#### Source records:
# # # # # # #

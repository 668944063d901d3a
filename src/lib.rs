// Copyright 2026 the Spiral3d Authors
// SPDX-License-Identifier: Apache-2.0 OR MIT

//! Transition spirals, with a focus on road and rail alignment geometry.
//!
//! A transition spiral is a planar curve whose curvature changes smoothly
//! from one value to another, so that a vehicle can move between a straight
//! and a circular arc (or between two arcs) without a jump in lateral
//! acceleration. The best known is the clothoid, whose curvature is linear in
//! arc length; this crate also provides the Bloss, biquadratic, sine and
//! cosine profiles.
//!
//! A spiral is fixed by five quantities: its two end radii, its two end
//! bearings, and its length. They are tied by
//! `sweep = length × average curvature`, so any four determine the fifth.
//!
//! # Examples
//!
//! A spiral that eases from a 100 m radius into a straight, turning 30°:
//! ```
//! use spiral3d::{AngleSweep, CurvePrimitive, Segment1d, Transform3, TransitionSpiral};
//!
//! let spiral = TransitionSpiral::from_radius_radius_bearing_bearing(
//!     Some("clothoid"),
//!     Segment1d::new(100.0, 0.0),
//!     AngleSweep::from_start_end_degrees(0.0, 30.0),
//!     Segment1d::UNIT,
//!     Transform3::identity(),
//! )
//! .unwrap();
//! assert!((spiral.curve_length() - 104.719755).abs() < 1e-6);
//! assert!((spiral.fraction_to_curvature(0.5) - 0.005).abs() < 1e-12);
//! ```
//!
//! Solving for a missing property:
//! ```
//! use spiral3d::{Angle, TransitionConditionalProperties};
//!
//! let mut properties = TransitionConditionalProperties::new(
//!     Some(0.0),
//!     Some(200.0),
//!     Some(Angle::ZERO),
//!     None,
//!     Some(100.0),
//! );
//! assert!(properties.try_resolve_any_single_unknown());
//! let bearing1 = properties.bearing1.unwrap();
//! assert!((bearing1.radians() - 0.25).abs() < 1e-12);
//! ```
//!
//! # Features
//!
//! The `serde` feature derives `Serialize` and `Deserialize` for the value
//! types.
//!
//! # Logging
//!
//! Rejected constructions and transforms are reported at `debug` level and
//! cache refreshes at `trace` level through the [`log`] facade.
//!
//! [`log`]: https://docs.rs/log

#![cfg_attr(docsrs, feature(doc_auto_cfg))]
#![allow(
    clippy::unreadable_literal,
    clippy::many_single_char_names,
    clippy::excessive_precision,
    reason = "Numeric code with published constants."
)]

extern crate alloc;

mod angle;
pub mod common;
mod error;
mod param_curve;
mod profile;
mod properties;
mod range;
mod ray;
mod segment;
mod spiral;
mod stroke;
mod transform;

pub use crate::angle::*;
pub use crate::error::*;
pub use crate::param_curve::*;
pub use crate::profile::*;
pub use crate::properties::*;
pub use crate::range::*;
pub use crate::ray::*;
pub use crate::segment::*;
pub use crate::spiral::*;
pub use crate::stroke::*;
pub use crate::transform::*;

# # # # # # #

#### Task to carry out:
What lines in the listing contain "TransitionSpiral"? Copy them all.

#### Task answer:
//! use spiral3d::{AngleSweep, CurvePrimitive, Segment1d, Transform3, TransitionSpiral};
//! let spiral = TransitionSpiral::from_radius_radius_bearing_bearing(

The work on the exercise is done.